Хитроумные запоры долго не поддавались, но силы изначально были не равны. Исступленно кромсая зазубренным железом беззащитную древесину и безжалостно увеча затейливые металлические завитушки, Кувалда, в конце концов, добился своего. Поддавшись напору грубой, тупо-напористой силы, крышка дрогнула и с тихим скрипом пошла вверх.
«Оба, на! – заглянувший внутрь ящика вор от неожиданности уронил топор обухом прямо на пальцы правой ноги, и даже не заметил этого. – Там же жмур!»
Теперь Кувалдин понял, почему в тот момент, когда он раскопал находку, в глубине души ворохнулось дурное предчувствие, тут же задавленное жаждой возможной наживы.
«Мать твою за ногу!
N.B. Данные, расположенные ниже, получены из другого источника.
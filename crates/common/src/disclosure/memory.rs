use std::collections::HashMap;
use std::num::NonZeroUsize;
use std::sync::Arc;

use parking_lot::RwLock;

use super::{DisclosureStore, InboxEntry, VerifiableShare, DEFAULT_THRESHOLD};
use crate::credential::OrganizationId;
use crate::crypto::PublicKey;

type ShareMap = HashMap<String, VerifiableShare>;

/// In-memory disclosure store guarded by one reader-writer lock
#[derive(Debug, Clone)]
pub struct MemoryDisclosureStore {
    inner: Arc<RwLock<MemoryDisclosureStoreInner>>,
    threshold: NonZeroUsize,
}

#[derive(Debug, Default)]
struct MemoryDisclosureStoreInner {
    /// recipient -> organization -> share id -> share
    disclosures: HashMap<PublicKey, HashMap<OrganizationId, ShareMap>>,
}

impl MemoryDisclosureStore {
    pub fn new(threshold: NonZeroUsize) -> Self {
        Self {
            inner: Arc::new(RwLock::new(MemoryDisclosureStoreInner::default())),
            threshold,
        }
    }
}

impl Default for MemoryDisclosureStore {
    fn default() -> Self {
        Self::new(DEFAULT_THRESHOLD)
    }
}

impl DisclosureStore for MemoryDisclosureStore {
    fn put(
        &self,
        recipient: &PublicKey,
        organization: &OrganizationId,
        share_id: &str,
        share: VerifiableShare,
    ) {
        let mut inner = self.inner.write();
        let shares = inner
            .disclosures
            .entry(*recipient)
            .or_default()
            .entry(organization.clone())
            .or_default();
        shares.insert(share_id.to_string(), share);

        tracing::debug!(
            %recipient,
            shares = shares.len(),
            quorate = shares.len() >= self.threshold.get(),
            "stored disclosure"
        );
    }

    fn read_quorate(&self, recipient: &PublicKey) -> Vec<InboxEntry> {
        let inner = self.inner.read();
        let Some(organizations) = inner.disclosures.get(recipient) else {
            return Vec::new();
        };

        organizations
            .iter()
            .filter(|(_, shares)| shares.len() >= self.threshold.get())
            .flat_map(|(org, shares)| {
                shares.iter().map(move |(id, share)| InboxEntry {
                    id: id.clone(),
                    org: org.clone(),
                    verifiable_share: share.clone(),
                })
            })
            .collect()
    }

    fn delete(&self, recipient: &PublicKey, share_id: &str) {
        let mut inner = self.inner.write();
        let Some(organizations) = inner.disclosures.get_mut(recipient) else {
            return;
        };

        organizations.retain(|_, shares| {
            shares.remove(share_id);
            !shares.is_empty()
        });

        if organizations.is_empty() {
            inner.disclosures.remove(recipient);
        }
    }

    fn pending(&self, recipient: &PublicKey) -> usize {
        self.inner
            .read()
            .disclosures
            .get(recipient)
            .map_or(0, |orgs| orgs.values().map(HashMap::len).sum())
    }

    fn threshold(&self) -> NonZeroUsize {
        self.threshold
    }
}

impl MemoryDisclosureStore {
    /// Whether the store holds anything at all for `recipient`
    pub fn has_recipient(&self, recipient: &PublicKey) -> bool {
        self.inner.read().disclosures.contains_key(recipient)
    }

    /// Number of organizations with at least one share for `recipient`
    pub fn organizations(&self, recipient: &PublicKey) -> usize {
        self.inner
            .read()
            .disclosures
            .get(recipient)
            .map_or(0, HashMap::len)
    }
}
Во, попал! Да это ж гроб!» – с оборвавшимся в желудок сердцем сообразил Кувалда. Все свободное пространство вскрытой домовины, вместо вожделенных драгоценностей, занимало мертвое тело. Труп до самого подбородка укрывала плотная серая ткань, оставляя открытым лишь щерящийся необыкновенно крупными, неправильной формы зубами, лишенный волос бугристый череп.
Завороженный жутким зрелищем Кувалда вцепился побелевшими от напряжения пальцами в кромку гроба. Тем временем, яркий столбик, отчетливо прорисованный в наполненной взвешенной пылью атмосфере чердака, двигаясь вслед за породившим его светилом, забрался на щеку мертвеца. И тут же коричневый пергамент сморщенной кожи вскипел, будто на него плеснули концентрированной серной кислоты.
Тяжеленная крышка стремительно обрушилась вниз, дробя не успевшему среагировать Кувалдину пальцы. Вор, заливая внутренности гроба обильно хлынувшей кровью, отчаянно взвыл и лишился сознания от болевого шока.